Mackenzie Eaglen: Memorial Day is about reflecting on the price of our freedom and security. We think of the wars so many Americans have fought — and are fighting — for the rest of us and our way of life.
So, too, should we be grateful for the wars we have not had to fight because of American military strength.
Our unparalleled and professional all-volunteer force helps prevent conflict in the first place. Through a forward-deployed global presence, regular training exercises with partner and allied nations, and the ability to respond to crises at a moment’s notice, the US helps promote stability, peace and prosperity.
This Memorial Day, let us pay honor and offer respect for all those who serve or have served in the United States Armed Forces, their families, and all military retirees and veterans.
Gary Schmitt: What does it mean to be a good citizen? Or, more specifically, a good American citizen? For some, it’s paying your taxes, obeying the laws and raising a family of similarly decent individuals. For others, it’s involvement in community affairs, volunteering time and actively engaging in policy debates our various decisions local, state and federal governments might make. But, at the end of the day, the highest form of citizenship is the willingness to defend and even die for the very political order that makes the two previous ways possible. It is on Memorial Day that we stop and remember those who have made that ultimate sacrifice. As Abraham Lincoln charged his audience at the dedication of the battlefield cemetery at Gettysburg just a little over 150 years ago:
So, too, that remains our charge today.
David Adesnik: Memorial Day changes as you get older. When I was a student, I thought most about the young men and women who sacrificed the long lives ahead of them. Why did they choose to risk everything they might ever have? Now, as a father, I think more about those parents who must endure the pain of outliving their children. My daughter is far too young to serve and my son is waiting to be born. I am already so invested in protecting them that I am afraid of them even wanting to serve. Yet it is the children of veterans, or even those still on active duty, who serve far more often than others. We should reserve a special honor for those who risk not just their own lives, but who support their children’s decisions to serve, even though it may entail an even more painful sacrifice.
Leon Kass: Despite the commercial and other distractions, the barbeques and the beginning of summer festivities, many Americans still memorialize the nation’s dead each year.
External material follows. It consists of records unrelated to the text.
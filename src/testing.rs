//! In-memory stand-ins for the host collaborators.
//!
//! Provides:
//! - [`StubContainer`]: a sidecar container with an in-memory filesystem that
//!   records every supervision call
//! - [`MemoryStateStore`]: unit-scoped stored state
//! - [`MemoryRelation`]: this unit's relation data bag plus bind address
//! - [`promtail_zip`] / [`sha256_hex`]: archive fixtures
//!
//! # Usage
//!
//! ```rust,no_run
//! use std::sync::Arc;
//! use log_proxy::testing::StubContainer;
//!
//! let container = Arc::new(StubContainer::new("workload"));
//! container.put_file("/tmp/promtail-linux-amd64", b"promtail".to_vec());
//! ```

use std::collections::HashMap;
use std::io::{Cursor, Write};
use std::net::IpAddr;
use std::path::{Path, PathBuf};
use std::sync::Mutex;
use std::sync::atomic::{AtomicU32, Ordering};

use async_trait::async_trait;
use sha2::{Digest, Sha256};

use crate::error::RelationError;
use crate::membership::StateStore;
use crate::relation::RelationData;
use crate::sidecar::{Container, ContainerError, Layer};

/// A call made against a [`StubContainer`]. Reads are not recorded.
#[derive(Debug, Clone, PartialEq)]
pub enum ContainerCall {
    Push {
        path: PathBuf,
        permissions: Option<u32>,
    },
    AddLayer {
        label: String,
        layer: Layer,
        combine: bool,
    },
    Restart(Vec<String>),
    Stop(Vec<String>),
}

#[derive(Debug, Clone)]
struct StoredFile {
    contents: Vec<u8>,
    permissions: Option<u32>,
}

/// A sidecar container backed by a map of files.
pub struct StubContainer {
    name: String,
    files: Mutex<HashMap<PathBuf, StoredFile>>,
    calls: Mutex<Vec<ContainerCall>>,
    fail_restart: Mutex<bool>,
}

impl StubContainer {
    pub fn new(name: impl Into<String>) -> Self {
        Self {
            name: name.into(),
            files: Mutex::new(HashMap::new()),
            calls: Mutex::new(Vec::new()),
            fail_restart: Mutex::new(false),
        }
    }

    /// Seed a file without recording a call.
    pub fn put_file(&self, path: impl Into<PathBuf>, contents: Vec<u8>) {
        self.files.lock().expect("files lock").insert(
            path.into(),
            StoredFile {
                contents,
                permissions: None,
            },
        );
    }

    pub fn file(&self, path: impl AsRef<Path>) -> Option<Vec<u8>> {
        self.files
            .lock()
            .expect("files lock")
            .get(path.as_ref())
            .map(|f| f.contents.clone())
    }

    pub fn mode(&self, path: impl AsRef<Path>) -> Option<u32> {
        self.files
            .lock()
            .expect("files lock")
            .get(path.as_ref())
            .and_then(|f| f.permissions)
    }

    pub fn calls(&self) -> Vec<ContainerCall> {
        self.calls.lock().expect("calls lock").clone()
    }

    /// Make subsequent restarts fail with an API error.
    pub fn set_fail_restart(&self, fail: bool) {
        *self.fail_restart.lock().expect("fail lock") = fail;
    }

    fn record(&self, call: ContainerCall) {
        self.calls.lock().expect("calls lock").push(call);
    }
}

fn owned(services: &[&str]) -> Vec<String> {
    services.iter().map(|s| s.to_string()).collect()
}

#[async_trait]
impl Container for StubContainer {
    fn name(&self) -> &str {
        &self.name
    }

    async fn list_files(&self, dir: &Path, pattern: &str) -> Result<Vec<PathBuf>, ContainerError> {
        let files = self.files.lock().expect("files lock");
        Ok(files
            .keys()
            .filter(|path| {
                path.parent() == Some(dir)
                    && path.file_name().and_then(|n| n.to_str()) == Some(pattern)
            })
            .cloned()
            .collect())
    }

    async fn push(
        &self,
        path: &Path,
        contents: &[u8],
        permissions: Option<u32>,
    ) -> Result<(), ContainerError> {
        self.files.lock().expect("files lock").insert(
            path.to_path_buf(),
            StoredFile {
                contents: contents.to_vec(),
                permissions,
            },
        );
        self.record(ContainerCall::Push {
            path: path.to_path_buf(),
            permissions,
        });
        Ok(())
    }

    async fn pull(&self, path: &Path) -> Result<Vec<u8>, ContainerError> {
        self.file(path).ok_or_else(|| ContainerError::NotFound {
            path: path.to_path_buf(),
        })
    }

    async fn add_layer(
        &self,
        label: &str,
        layer: &Layer,
        combine: bool,
    ) -> Result<(), ContainerError> {
        self.record(ContainerCall::AddLayer {
            label: label.to_string(),
            layer: layer.clone(),
            combine,
        });
        Ok(())
    }

    async fn restart(&self, services: &[&str]) -> Result<(), ContainerError> {
        if *self.fail_restart.lock().expect("fail lock") {
            return Err(ContainerError::Api {
                operation: "restart",
                reason: "service failed to start".to_string(),
            });
        }
        self.record(ContainerCall::Restart(owned(services)));
        Ok(())
    }

    async fn stop(&self, services: &[&str]) -> Result<(), ContainerError> {
        self.record(ContainerCall::Stop(owned(services)));
        Ok(())
    }
}

/// Stored state held in memory.
#[derive(Default)]
pub struct MemoryStateStore {
    values: Mutex<HashMap<String, String>>,
}

impl StateStore for MemoryStateStore {
    fn load(&self, key: &str) -> Option<String> {
        self.values.lock().expect("state lock").get(key).cloned()
    }

    fn save(&self, key: &str, value: String) {
        self.values
            .lock()
            .expect("state lock")
            .insert(key.to_string(), value);
    }
}

/// This unit's relation data bag held in memory.
#[derive(Default)]
pub struct MemoryRelation {
    local: Mutex<HashMap<String, String>>,
    bind_address: Option<IpAddr>,
    writes: AtomicU32,
}

impl MemoryRelation {
    pub fn bound(addr: IpAddr) -> Self {
        Self {
            bind_address: Some(addr),
            ..Default::default()
        }
    }

    pub fn local(&self, key: &str) -> Option<String> {
        self.local.lock().expect("relation lock").get(key).cloned()
    }

    /// Number of writes made to the data bag.
    pub fn writes(&self) -> u32 {
        self.writes.load(Ordering::SeqCst)
    }
}

#[async_trait]
impl RelationData for MemoryRelation {
    async fn get(&self, key: &str) -> Option<String> {
        self.local(key)
    }

    async fn set(&self, key: &str, value: String) -> Result<(), RelationError> {
        self.local
            .lock()
            .expect("relation lock")
            .insert(key.to_string(), value);
        self.writes.fetch_add(1, Ordering::SeqCst);
        Ok(())
    }

    async fn bind_address(&self) -> Option<IpAddr> {
        self.bind_address
    }
}

/// A zip archive holding one file `name` with `contents`.
pub fn promtail_zip(name: &str, contents: &[u8]) -> Vec<u8> {
    let mut writer = zip::ZipWriter::new(Cursor::new(Vec::new()));
    let options = zip::write::SimpleFileOptions::default()
        .compression_method(zip::CompressionMethod::Stored)
        .unix_permissions(0o755);
    writer.start_file(name, options).expect("start zip entry");
    writer.write_all(contents).expect("write zip entry");
    writer.finish().expect("finish zip").into_inner()
}

/// Lowercase hex SHA-256 of `data`.
pub fn sha256_hex(data: &[u8]) -> String {
    hex::encode(Sha256::digest(data))
}
//! Promtail binary provisioning.
//!
//! Credential-free: the archive URL comes from the provider over the
//! relation, the digest is pinned locally. An archive that fails the digest
//! check is never unpacked or installed.

pub mod artifact;
pub mod installer;

pub use artifact::{DOWNLOAD_CHUNK_SIZE, ProxyBinary, extract_zip, file_sha256, verify_sha256};
pub use installer::{BinaryProvisioner, ProvisionOutcome};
Hundreds gather each year at Arlington Cemetery where the President and Vice president place a reef on the tomb of the Unknown Soldier. Members of the Army’s 3rd US Infantry, the Old Guard are right now placing miniature flags in front of each of the gravestones of the Arlington National Cemetery, which now includes hundreds of new arrivals that have given their lives since 9/11, in Iraq and Afghanistan.
But how really do we honor our departed heroes today, especially those we have recently lost, lost in wars in which only one percent of us bear the burden, in wars which have become politically unpopular, and in a culture that is less and less given to memory? At a bare minimum, it would help if we could learn about their services as they saw it and as they lived it. It would help greatly if we could learn about who they were, how they lived and who they loved, why and how they fought, how they died, and how their lives and deaths live on, and those they left behind.
General John Allen: (Excerpt from remarks given at “Brothers Forever”: a Book forum and Memorial Day discussion) There are many holidays, many annual inflection points where we as a population are called on by virtue of the presence of this moment in the calendar to reflect on who we are. In particular, the 4th of July re-anchors us every year in who they are. Veterans Day…we remember the horrendous costs of the Great War. But Memorial Day for all of us is different because this is about all of the people who served, and it’s really more than just those in uniform. It’s the civilians who served, the Rosie the Riveters, the folks in the industry that sacrifice so much on our behalf.
We in uniform, we take pride and pleasure each time that point in the year to reflect upon our personal sacrifices, but to go to the cemeteries and to pay homage to those who have gone before us. So, perhaps because we’ve all gone through recruit training and served on the edge, it’s a bit easier for us. For the rest of the population who have not served, it is a moment of opportunity to reach out to understand why that day…has been secure for them, and to think about that while the parade is going on or the barbeque is occurring. We as a society probably might want to put more emphasis on this. You can separate the politics from the sacrifice. You can separate the cause of the war from the dedication, because one is transitory, the other is permanent. It’s a permanent presence in our society, and it’s a permanent indicator of who we are as a people.